Supplied material section start

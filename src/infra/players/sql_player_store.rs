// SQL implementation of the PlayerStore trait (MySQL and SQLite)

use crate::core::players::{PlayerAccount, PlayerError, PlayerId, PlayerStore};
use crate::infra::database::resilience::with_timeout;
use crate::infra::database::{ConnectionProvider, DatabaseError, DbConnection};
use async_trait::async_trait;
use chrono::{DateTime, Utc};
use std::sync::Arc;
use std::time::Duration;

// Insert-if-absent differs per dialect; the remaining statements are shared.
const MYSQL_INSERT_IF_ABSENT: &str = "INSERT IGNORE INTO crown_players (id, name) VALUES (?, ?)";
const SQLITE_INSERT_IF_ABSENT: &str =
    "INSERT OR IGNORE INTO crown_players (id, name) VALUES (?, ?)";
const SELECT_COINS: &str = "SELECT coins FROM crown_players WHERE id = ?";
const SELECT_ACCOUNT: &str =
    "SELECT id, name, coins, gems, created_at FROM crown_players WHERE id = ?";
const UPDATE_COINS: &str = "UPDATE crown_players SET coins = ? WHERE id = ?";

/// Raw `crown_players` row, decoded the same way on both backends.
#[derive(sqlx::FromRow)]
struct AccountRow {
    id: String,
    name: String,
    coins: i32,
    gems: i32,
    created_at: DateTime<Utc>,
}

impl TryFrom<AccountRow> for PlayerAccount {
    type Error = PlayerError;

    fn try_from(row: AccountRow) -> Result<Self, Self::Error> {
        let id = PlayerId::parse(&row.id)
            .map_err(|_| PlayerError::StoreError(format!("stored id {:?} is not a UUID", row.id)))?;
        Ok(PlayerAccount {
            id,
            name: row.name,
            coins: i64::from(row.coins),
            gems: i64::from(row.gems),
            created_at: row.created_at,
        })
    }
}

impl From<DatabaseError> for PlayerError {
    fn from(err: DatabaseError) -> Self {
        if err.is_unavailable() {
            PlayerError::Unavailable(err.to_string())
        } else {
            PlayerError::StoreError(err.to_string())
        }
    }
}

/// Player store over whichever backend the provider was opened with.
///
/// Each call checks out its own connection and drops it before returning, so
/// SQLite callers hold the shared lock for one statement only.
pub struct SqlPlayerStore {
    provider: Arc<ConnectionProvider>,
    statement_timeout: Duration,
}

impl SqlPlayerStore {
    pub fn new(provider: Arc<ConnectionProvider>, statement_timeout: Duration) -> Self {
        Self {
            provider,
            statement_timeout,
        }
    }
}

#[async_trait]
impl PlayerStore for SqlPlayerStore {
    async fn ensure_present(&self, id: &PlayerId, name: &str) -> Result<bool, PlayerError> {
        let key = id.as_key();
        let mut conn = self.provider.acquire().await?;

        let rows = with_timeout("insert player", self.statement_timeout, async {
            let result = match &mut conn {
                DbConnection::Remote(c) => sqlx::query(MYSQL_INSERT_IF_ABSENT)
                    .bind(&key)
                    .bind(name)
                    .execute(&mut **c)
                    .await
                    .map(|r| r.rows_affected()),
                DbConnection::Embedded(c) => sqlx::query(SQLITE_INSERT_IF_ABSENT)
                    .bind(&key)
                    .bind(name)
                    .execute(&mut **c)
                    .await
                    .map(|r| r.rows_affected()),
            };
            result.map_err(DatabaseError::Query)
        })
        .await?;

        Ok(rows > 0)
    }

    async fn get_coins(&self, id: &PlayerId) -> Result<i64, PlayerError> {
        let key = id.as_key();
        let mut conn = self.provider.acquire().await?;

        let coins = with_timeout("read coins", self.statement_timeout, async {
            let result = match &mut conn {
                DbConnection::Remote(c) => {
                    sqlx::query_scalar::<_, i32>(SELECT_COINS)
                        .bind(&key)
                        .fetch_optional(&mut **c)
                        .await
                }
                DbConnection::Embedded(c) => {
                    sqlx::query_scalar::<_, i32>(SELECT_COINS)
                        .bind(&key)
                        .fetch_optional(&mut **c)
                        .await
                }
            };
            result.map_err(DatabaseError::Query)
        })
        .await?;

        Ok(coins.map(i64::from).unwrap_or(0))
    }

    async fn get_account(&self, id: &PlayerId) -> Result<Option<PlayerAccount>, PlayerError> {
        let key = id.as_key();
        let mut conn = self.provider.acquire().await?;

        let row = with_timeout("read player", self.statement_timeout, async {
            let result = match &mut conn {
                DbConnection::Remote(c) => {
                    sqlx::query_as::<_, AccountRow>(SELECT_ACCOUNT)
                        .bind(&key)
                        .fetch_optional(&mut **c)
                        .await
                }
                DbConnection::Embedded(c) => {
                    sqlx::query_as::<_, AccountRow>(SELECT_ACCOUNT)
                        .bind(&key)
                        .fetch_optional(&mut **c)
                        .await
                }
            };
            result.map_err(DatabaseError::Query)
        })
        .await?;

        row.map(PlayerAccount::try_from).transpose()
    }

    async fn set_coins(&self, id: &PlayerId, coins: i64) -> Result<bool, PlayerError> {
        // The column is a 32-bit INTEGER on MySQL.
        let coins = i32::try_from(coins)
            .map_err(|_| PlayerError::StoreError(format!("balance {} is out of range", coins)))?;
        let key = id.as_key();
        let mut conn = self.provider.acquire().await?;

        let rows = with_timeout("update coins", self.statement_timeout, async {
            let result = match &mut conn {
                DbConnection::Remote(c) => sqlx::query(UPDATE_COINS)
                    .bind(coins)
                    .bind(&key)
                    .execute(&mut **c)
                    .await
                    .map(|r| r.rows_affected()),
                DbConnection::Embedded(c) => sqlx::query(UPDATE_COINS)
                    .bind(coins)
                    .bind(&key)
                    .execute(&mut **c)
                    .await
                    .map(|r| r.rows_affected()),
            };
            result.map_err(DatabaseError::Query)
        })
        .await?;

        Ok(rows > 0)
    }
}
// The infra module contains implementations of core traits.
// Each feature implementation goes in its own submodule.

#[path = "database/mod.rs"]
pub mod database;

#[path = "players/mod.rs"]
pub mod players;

Supplied material section end

Activity. From the first line to the last, copy the data exactly.

Written reply.
filename src/infra/players/sql_player_store.rs
// SQL implementation of the PlayerStore trait (MySQL and SQLite)

use crate::core::players::{PlayerAccount, PlayerError, PlayerId, PlayerStore};
use crate::infra::database::resilience::with_timeout;
use crate::infra::database::{ConnectionProvider, DatabaseError, DbConnection};
use async_trait::async_trait;
use chrono::{DateTime, Utc};
use std::sync::Arc;
use std::time::Duration;

// Insert-if-absent differs per dialect; the remaining statements are shared.
const MYSQL_INSERT_IF_ABSENT: &str = "INSERT IGNORE INTO crown_players (id, name) VALUES (?, ?)";
const SQLITE_INSERT_IF_ABSENT: &str =
    "INSERT OR IGNORE INTO crown_players (id, name) VALUES (?, ?)";
const SELECT_COINS: &str = "SELECT coins FROM crown_players WHERE id = ?";
const SELECT_ACCOUNT: &str =
    "SELECT id, name, coins, gems, created_at FROM crown_players WHERE id = ?";
const UPDATE_COINS: &str = "UPDATE crown_players SET coins = ? WHERE id = ?";

/// Raw `crown_players` row, decoded the same way on both backends.
#[derive(sqlx::FromRow)]
struct AccountRow {
    id: String,
    name: String,
    coins: i32,
    gems: i32,
    created_at: DateTime<Utc>,
}

impl TryFrom<AccountRow> for PlayerAccount {
    type Error = PlayerError;

    fn try_from(row: AccountRow) -> Result<Self, Self::Error> {
        let id = PlayerId::parse(&row.id)
            .map_err(|_| PlayerError::StoreError(format!("stored id {:?} is not a UUID", row.id)))?;
        Ok(PlayerAccount {
            id,
            name: row.name,
            coins: i64::from(row.coins),
            gems: i64::from(row.gems),
            created_at: row.created_at,
        })
    }
}

impl From<DatabaseError> for PlayerError {
    fn from(err: DatabaseError) -> Self {
        if err.is_unavailable() {
            PlayerError::Unavailable(err.to_string())
        } else {
            PlayerError::StoreError(err.to_string())
        }
    }
}

/// Player store over whichever backend the provider was opened with.
///
/// Each call checks out its own connection and drops it before returning, so
/// SQLite callers hold the shared lock for one statement only.
pub struct SqlPlayerStore {
    provider: Arc<ConnectionProvider>,
    statement_timeout: Duration,
}

impl SqlPlayerStore {
    pub fn new(provider: Arc<ConnectionProvider>, statement_timeout: Duration) -> Self {
        Self {
            provider,
            statement_timeout,
        }
    }
}

#[async_trait]
impl PlayerStore for SqlPlayerStore {
    async fn ensure_present(&self, id: &PlayerId, name: &str) -> Result<bool, PlayerError> {
        let key = id.as_key();
        let mut conn = self.provider.acquire().await?;

        let rows = with_timeout("insert player", self.statement_timeout, async {
            let result = match &mut conn {
                DbConnection::Remote(c) => sqlx::query(MYSQL_INSERT_IF_ABSENT)
                    .bind(&key)
                    .bind(name)
                    .execute(&mut **c)
                    .await
                    .map(|r| r.rows_affected()),
                DbConnection::Embedded(c) => sqlx::query(SQLITE_INSERT_IF_ABSENT)
                    .bind(&key)
                    .bind(name)
                    .execute(&mut **c)
                    .await
                    .map(|r| r.rows_affected()),
            };
            result.map_err(DatabaseError::Query)
        })
        .await?;

        Ok(rows > 0)
    }

    async fn get_coins(&self, id: &PlayerId) -> Result<i64, PlayerError> {
        let key = id.as_key();
        let mut conn = self.provider.acquire().await?;

        let coins = with_timeout("read coins", self.statement_timeout, async {
            let result = match &mut conn {
                DbConnection::Remote(c) => {
                    sqlx::query_scalar::<_, i32>(SELECT_COINS)
                        .bind(&key)
                        .fetch_optional(&mut **c)
                        .await
                }
                DbConnection::Embedded(c) => {
                    sqlx::query_scalar::<_, i32>(SELECT_COINS)
                        .bind(&key)
                        .fetch_optional(&mut **c)
                        .await
                }
            };
            result.map_err(DatabaseError::Query)
        })
        .await?;

        Ok(coins.map(i64::from).unwrap_or(0))
    }

    async fn get_account(&self, id: &PlayerId) -> Result<Option<PlayerAccount>, PlayerError> {
        let key = id.as_key();
        let mut conn = self.provider.acquire().await?;

        let row = with_timeout("read player", self.statement_timeout, async {
            let result = match &mut conn {
                DbConnection::Remote(c) => {
                    sqlx::query_as::<_, AccountRow>(SELECT_ACCOUNT)
                        .bind(&key)
                        .fetch_optional(&mut **c)
                        .await
                }
                DbConnection::Embedded(c) => {
                    sqlx::query_as::<_, AccountRow>(SELECT_ACCOUNT)
                        .bind(&key)
                        .fetch_optional(&mut **c)
                        .await
                }
            };
            result.map_err(DatabaseError::Query)
        })
        .await?;

        row.map(PlayerAccount::try_from).transpose()
    }

    async fn set_coins(&self, id: &PlayerId, coins: i64) -> Result<bool, PlayerError> {
        // The column is a 32-bit INTEGER on MySQL.
        let coins = i32::try_from(coins)
            .map_err(|_| PlayerError::StoreError(format!("balance {} is out of range", coins)))?;
        let key = id.as_key();
        let mut conn = self.provider.acquire().await?;

        let rows = with_timeout("update coins", self.statement_timeout, async {
            let result = match &mut conn {
                DbConnection::Remote(c) => sqlx::query(UPDATE_COINS)
                    .bind(coins)
                    .bind(&key)
                    .execute(&mut **c)
                    .await
                    .map(|r| r.rows_affected()),
                DbConnection::Embedded(c) => sqlx::query(UPDATE_COINS)
                    .bind(coins)
                    .bind(&key)
                    .execute(&mut **c)
                    .await
                    .map(|r| r.rows_affected()),
            };
            result.map_err(DatabaseError::Query)
        })
        .await?;

        Ok(rows > 0)
    }
}
// The infra module contains implementations of core traits.
// Each feature implementation goes in its own submodule.

#[path = "database/mod.rs"]
pub mod database;

#[path = "players/mod.rs"]
pub mod players;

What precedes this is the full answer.